A palavra homeostasia descreve este conjunto de processos de regulação e, ao mesmo tempo, o resultante estado de vida bem regulada. No curso da evolução biológica, o equipamento inato e automático do governo da vida, a máquina homeostática, tornou-se muito sofisticado. Na base da organização da homeostasia encontramos respostas simples, tais como a de aproximação (approach) ou de retraimento (withdrawal) de um organismo inteiro ern relação a um determinado objecto; ou a de excitação ou quiescência. Nos níveis mais altos da organização encontramos respostas competitivas ou de cooperatividade. Podemos imaginar a máquina da homeostasia como uma árvore bem alta e larga em que os variados ramos são os fenómenos automáticos da regulação da vida. Em organismos multicelulares, caminhando do chão para o topo, eis o que devemos encontrar neste árvore.

Nos Ramos Mais Baixos
O processo de metabolismo. Este processo inclui componentes químicos e mecânicos (por exemplo, secreções endócrinas/hormonais; contracções musculares relacionadas com a digestão) que mantêm o equilíbrio químico interior. Estas reacções governam o ritmo cardíaco e a pressão arterial, dos quais depende a distribuição apropriada do fluxo sanguíneo no corpo; os ajustamentos da acidez e da alcalinidade do meio interior (os fluidos que circulam no sangue e nos espaços entre as células); e o armazenamento e distribuição de proteínas, lípidos e hidratos de carbono, necessários para abastecer o organismo de energia, que, por sua vez, é necessária para o movimento, para a manufactura de enzimas e para o manter e renovar da estrutura do organismo.

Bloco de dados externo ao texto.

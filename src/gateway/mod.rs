//! HTTP gateway: router, bearer middleware and server loop

pub mod handlers;
pub mod middleware;
pub mod openapi;
pub mod state;
pub mod types;

use axum::{
    Router,
    middleware::from_fn_with_state,
    routing::{get, post},
};
use std::sync::Arc;
use tokio::net::TcpListener;
use tower_http::trace::TraceLayer;

use utoipa::OpenApi;
use utoipa_swagger_ui::SwaggerUi;

use crate::config::GatewayConfig;
use handlers::{organizations, projects, tasks};
use state::AppState;

/// Build the complete router over `state`.
pub fn build_router(state: AppState) -> Router {
    let state = Arc::new(state);

    // ==========================================================================
    // Public Routes (no auth required)
    // ==========================================================================
    let public_routes = Router::new()
        .route("/health", get(handlers::health_check))
        .route("/users", post(handlers::register))
        .route("/authentication", post(handlers::login));

    // ==========================================================================
    // Protected Routes (bearer token required)
    // ==========================================================================
    let protected_routes = Router::new()
        .route("/organizations", post(organizations::create_organization))
        .route("/organizations/{id}", get(organizations::show_organization))
        .route(
            "/organizations/{organization_id}/projects",
            get(projects::list_projects).post(projects::create_project),
        )
        .route(
            "/organizations/{organization_id}/projects/{id}",
            get(projects::show_project)
                .patch(projects::update_project)
                .delete(projects::delete_project),
        )
        .route(
            "/projects/{project_id}/tasks",
            get(tasks::list_tasks).post(tasks::create_task),
        )
        .route(
            "/projects/{project_id}/tasks/{id}",
            get(tasks::show_task)
                .patch(tasks::update_task)
                .delete(tasks::delete_task),
        )
        .route_layer(from_fn_with_state(
            state.clone(),
            middleware::bearer_auth_middleware,
        ));

    Router::new()
        .nest("/api/v1", public_routes.merge(protected_routes))
        .with_state(state)
        // Stateless, added after with_state
        .merge(SwaggerUi::new("/docs").url("/api-docs/openapi.json", openapi::ApiDoc::openapi()))
        .layer(TraceLayer::new_for_http())
}

/// Bind `host:port` and serve until Ctrl-C.
pub async fn run_server(config: &GatewayConfig, state: AppState) -> std::io::Result<()> {
    let app = build_router(state);

    let addr = format!("{}:{}", config.host, config.port);
    let listener = TcpListener::bind(&addr).await.inspect_err(|e| {
        tracing::error!("Failed to bind to {}: {}", addr, e);
    })?;

    tracing::info!("Gateway listening on http://{}", addr);
    tracing::info!("API Docs: http://{}/docs", addr);

    axum::serve(listener, app)
        .with_graceful_shutdown(shutdown_signal())
        .await
}

async fn shutdown_signal() {
    if let Err(e) = tokio::signal::ctrl_c().await {
        tracing::error!("Failed to listen for shutdown signal: {}", e);
        std::future::pending::<()>().await;
    }
    tracing::info!("Shutdown signal received, draining connections");
}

Os reflexos básicos. Incluem o reflexo de startle (reflexo de alarme ou susto) que os organismos exibem quando reagem a um ruído inesperado, e os tropismos ou taxes, que levam os organismos a escolher a luz e não o escuro, ou a evitar o frio e o calor extremos.

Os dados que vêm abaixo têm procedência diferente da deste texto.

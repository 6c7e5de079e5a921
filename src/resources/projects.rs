use serde::Deserialize;
use utoipa::ToSchema;

use super::Presence;
use crate::error::{AppError, AppResult};
use crate::models::{Organization, Project};
use crate::store::ResourceStore;

/// Accepted project attributes. Absent fields are left untouched on update.
#[derive(Debug, Default, Deserialize, ToSchema)]
pub struct ProjectParams {
    #[schema(example = "Website relaunch")]
    pub name: Option<String>,
}

/// All projects of `organization`, ordered by id.
pub async fn index(store: &dyn ResourceStore, organization: &Organization) -> AppResult<Vec<Project>> {
    Ok(store.list_projects(organization.id).await?)
}

/// Look up a project scoped to its organization.
pub async fn show(
    store: &dyn ResourceStore,
    organization: &Organization,
    id: i64,
) -> AppResult<Project> {
    store
        .find_project(id)
        .await?
        .filter(|project| project.organization_id == organization.id)
        .ok_or(AppError::NotFound)
}

/// Look up a project by id alone.
pub async fn find_unscoped(store: &dyn ResourceStore, id: i64) -> AppResult<Project> {
    store.find_project(id).await?.ok_or(AppError::NotFound)
}

pub async fn create(
    store: &dyn ResourceStore,
    organization: &Organization,
    params: ProjectParams,
) -> AppResult<Project> {
    Presence::default()
        .require("Name", params.name.as_deref())
        .finish()?;
    let name = params.name.unwrap_or_default();

    let project = store.insert_project(organization.id, &name).await?;
    tracing::info!(
        project_id = project.id,
        organization_id = organization.id,
        "Project created"
    );
    Ok(project)
}

pub async fn update(
    store: &dyn ResourceStore,
    project: &Project,
    params: ProjectParams,
) -> AppResult<Project> {
    let name = params.name.unwrap_or_else(|| project.name.clone());
    Presence::default().require("Name", Some(name.as_str())).finish()?;

    store
        .update_project(project.id, &name)
        .await?
        .ok_or(AppError::NotFound)
}

/// Delete a project together with its tasks.
pub async fn destroy(store: &dyn ResourceStore, project: &Project) -> AppResult<()> {
    if !store.delete_project(project.id).await? {
        return Err(AppError::NotFound);
    }
    tracing::info!(project_id = project.id, "Project deleted");
    Ok(())
}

O sistema imunitário. É um sistema que defende o organismo de vírus, de bactérias, de parasitas e de moléculas tóxicas que o podem invadir do exterior. Curiosamente, o sistema imunitário também está preparado para manejar moléculas que normalmente residem em células saudáveis do organismo e que se podem tornar tóxicas quando as células doentes ou mortas as libertam no meio interior (por exemplo, o ácido glutâmico e o ácido hianorónico). Em suma, o sistema imunitário constitui uma primeira linha de defesa dos organismos vertebrados quando a sua integridade é ameaçada, quer do exterior quer do interior».

In António Damásio, Ao Encontro de Espinosa, As Emoções Sociais e a Neurologia do Sentir, Publicações Europa-América, Fórum da Ciência, 2003, ISBN: 972-1-05229-9.